- 发布日期：2022-06-24 02:36 点击次数：195
Ｗhen the ＵＳ federal government’s pandemic health emergency declaration expires， millions of Ａmericans are at risk of losing healthcare coverage through Ｍedicaid with potentially devastating consequences.
Ａccording to an analysis by the Ｋaiser Ｆamily Ｆoundation， an estimated 五.三 million to 1四.2 million could lose their Ｍedicaid coverage when the Ｃovid⑴九 public health emergency ends on 1五 Ｊuly if it is not extended.
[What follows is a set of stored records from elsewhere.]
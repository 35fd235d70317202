use crate::tools::{extract_string_arg, extract_u64_arg_opt};
use crate::traits::{Tool, ToolOutput};
use async_trait::async_trait;
use serde_json::json;
use std::time::Duration;
use tokio::process::Command;

const DEFAULT_TIMEOUT_SECS: u64 = 30;

pub struct ShellTool {
    workspace: std::path::PathBuf,
}

impl ShellTool {
    pub fn new(workspace: impl AsRef<std::path::Path>) -> Self {
        Self {
            workspace: workspace.as_ref().to_path_buf(),
        }
    }
}

#[async_trait]
impl Tool for ShellTool {
    fn name(&self) -> &str {
        "shell"
    }

    fn description(&self) -> &str {
        "Execute a shell command in the workspace directory"
    }

    fn parameters_schema(&self) -> serde_json::Value {
        json!({
            "type": "object",
            "properties": {
                "command": {
                    "type": "string",
                    "description": "Shell command to execute"
                },
                "timeout_secs": {
                    "type": "integer",
                    "description": "Seconds before the command is killed (default 30)"
                }
            },
            "required": ["command"]
        })
    }

    async fn execute(&self, args: serde_json::Value) -> anyhow::Result<ToolOutput> {
        let command = extract_string_arg(&args, "command")?;
        let timeout = Duration::from_secs(extract_u64_arg_opt(
            &args,
            "timeout_secs",
            DEFAULT_TIMEOUT_SECS,
        ));

        // kill_on_drop: a cancelled or timed-out loop drops this future.
        let child = Command::new("sh")
            .arg("-c")
            .arg(&command)
            .current_dir(&self.workspace)
            .kill_on_drop(true)
            .output();

        let output = match tokio::time::timeout(timeout, child).await {
            Ok(Ok(output)) => output,
            Ok(Err(e)) => {
                return Ok(ToolOutput::error(format!(
                    "Failed to execute command: {}",
                    e
                )));
            }
            Err(_) => {
                return Ok(ToolOutput::error(format!(
                    "Command timed out after {}s",
                    timeout.as_secs()
                )));
            }
        };

        let stdout = String::from_utf8_lossy(&output.stdout).to_string();
        let stderr = String::from_utf8_lossy(&output.stderr).to_string();

        if output.status.success() {
            let result = if stdout.is_empty() { stderr } else { stdout };
            Ok(ToolOutput::success(result))
        } else {
            let error = if stderr.is_empty() {
                format!("Command failed with status: {}", output.status)
            } else {
                stderr
            };
            Ok(ToolOutput::error(error))
        }
    }
}
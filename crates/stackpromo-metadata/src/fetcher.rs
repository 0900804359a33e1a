use stackpromo_types::ImageName;
use tracing::{error, info};

use crate::bundle::MetadataBundle;
use crate::error::FetchResult;
use crate::source::ArchiveSource;

/// Retrieves and loads metadata bundles from an [`ArchiveSource`].
pub struct MetadataFetcher<S> {
    source: S,
}

impl<S: ArchiveSource> MetadataFetcher<S> {
    pub fn new(source: S) -> Self {
        Self { source }
    }

    /// Retrieve, extract and parse the metadata of `image`.
    pub fn fetch(&self, image: &ImageName) -> FetchResult<MetadataBundle> {
        let archive = self.source.archive_path(image)?;
        let bundle = MetadataBundle::load(image.clone(), &archive)?;
        info!(%bundle, "loaded metadata");
        Ok(bundle)
    }

    /// Like [`fetch`](Self::fetch), but reports failure as an absent bundle
    /// after logging it.
    pub fn fetch_or_none(&self, image: &ImageName) -> Option<MetadataBundle> {
        match self.fetch(image) {
            Ok(bundle) => Some(bundle),
            Err(e) => {
                error!(image = %image, error = %e, "failed to fetch metadata");
                None
            }
        }
    }

    pub fn source(&self) -> &S {
        &self.source
    }
}

#[cfg(test)]
mod tests {
    use super::*;
    use crate::source::DirectoryArchiveSource;
    use flate2::write::GzEncoder;
    use flate2::Compression;
    use std::fs::File;

    #[test]
    fn fetch_from_directory() {
        let dir = tempfile::tempdir().unwrap();
        let file = File::create(dir.path().join("img-1.tar.gz")).unwrap();
        let mut builder = tar::Builder::new(GzEncoder::new(file, Compression::default()));
        let body = b"A=1\n";
        let mut header = tar::Header::new_gnu();
        header.set_size(body.len() as u64);
        header.set_mode(0o644);
        builder.append_data(&mut header, "env", &body[..]).unwrap();
        builder.into_inner().unwrap().finish().unwrap();

        let fetcher = MetadataFetcher::new(DirectoryArchiveSource::new(dir.path()));
        let bundle = fetcher.fetch(&ImageName::new("img-1").unwrap()).unwrap();
        assert_eq!(bundle.env_var("A"), Some("1"));
    }

    #[test]
    fn missing_archive_is_none() {
        let dir = tempfile::tempdir().unwrap();
        let fetcher = MetadataFetcher::new(DirectoryArchiveSource::new(dir.path()));
        assert!(fetcher.fetch_or_none(&ImageName::new("img-9").unwrap()).is_none());
    }
}
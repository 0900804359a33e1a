//! Error types for the registry crate.

/// Errors that can occur while querying the registry or resolving an image.
#[derive(Debug, thiserror::Error)]
pub enum RegistryError {
    /// No image matched the stack/group query.
    #[error("no image found for stack {stack:?} in group {group:?}")]
    NotFound { stack: String, group: String },

    /// `JOB_BOARD_IMAGES_URL` was not configured.
    #[error("image registry URL is not configured (set JOB_BOARD_IMAGES_URL)")]
    MissingImagesUrl,

    /// The configured registry URL cannot be parsed.
    #[error("invalid registry URL {url:?}: {source}")]
    InvalidUrl {
        url: String,
        #[source]
        source: url::ParseError,
    },

    /// The HTTP executable could not be started.
    #[error("failed to run {exe}: {source}")]
    Spawn {
        exe: String,
        #[source]
        source: std::io::Error,
    },

    /// The HTTP executable exited unsuccessfully.
    #[error("{exe} exited with {status}: {stderr}")]
    Http {
        exe: String,
        status: String,
        stderr: String,
    },

    /// The registry response was not the expected JSON document.
    #[error("invalid registry response: {0}")]
    InvalidResponse(#[from] serde_json::Error),
}

/// Convenience alias for registry results.
pub type RegistryResult<T> = Result<T, RegistryError>;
Ｄuring the pandemic， the federal government required states to continuously enroll Ｍedicaid recipients into the program， providing $十0.四 bn in new funds to cover the costs of doing so， halting coverage gaps and loss of eligibility for those who rely on healthcare coverage through Ｍedicaid.
Ｍedicaid enrollment is estimated to reach 1十.2 million people by the end of fiscal year 2022， with enrollment expected to decline significantly when continuous enrollment ends.
Ｆederal government subsidies to make healthcare plans more affordable on the insurance marketplace are expected to end on 三1 Ｄecember 2022， making health insurance plans more expensive， possibly resulting in more Ａmericans losing health insurance coverage because they can’t afford it.
Ｚachary Ｆusfeld of Ｐhiladelphia， Ｐennsylvania， a ＰhＤ candidate in epidemiology at Ｄrexel Ｕniversity， is anticipating the loss of his Ｍedicaid coverage when continuous enrollment ends， because his university stipend increase will put him over the income limit.
Ａ type one diabetic who suffers from other illnesses， Ｆusfeld said he will have to rely on his student healthcare and pay out of pocket for copays on medications， medical supplies， and doctor visits when his Ｍedicaid coverage ends later this year，日本里番全彩acg★里番18禁 the costs of which are not affordable and not covered by his pay increase.
Ｈe recently required surgery on his ankle and is worried about affording the physical therapy he requires， though he noted there are many people who are facing the loss of Ｍedicaid and don’t have any sort of supplemental insurance coverage as he does.
Ｄylan Ｂrown of Ｎew Ｊersey is disabled and relies on Ｍedicaid for a home aide he requires around the clock to be able to get out of bed， dress and feed himself. Ｈe constantly worries about losing his Ｍedicaid and Ｓocial Ｓecurity disability insurance due to income and asset eligibility requirements and is very concerned about losing Ｍedicaid when continuous enrollment ends.
Ｗithout Ｍedicaid， he would have to rely on his parents， who work full-time， to provide the care he needs and pay out of pocket for care to the extent his family could afford it. Ｔhese options， Ｂrown argued， aren’t feasible as he is planning to start law school this fall at Ｒutgers Ｕniversity， and his parents shouldn’t have to uproot their lives to help him function， which is the responsibility of Ｍedicaid.
"Ｔhere shouldn’t be a cutoff date. Ｔhere’s no reasonable argument for not giving disabled people the care they need to survive，” added Ｂrown. “Ｒegardless of what you’re feeling on whether people should have free healthcare， the disabled need it. Ｔhere are no alternatives for us. Ｉt’s Ｍedicaid or bust， and when the Ｍedicaid rules are this convoluted and hard to keep track of， it almost feels like a full time job just keeping my benefits.”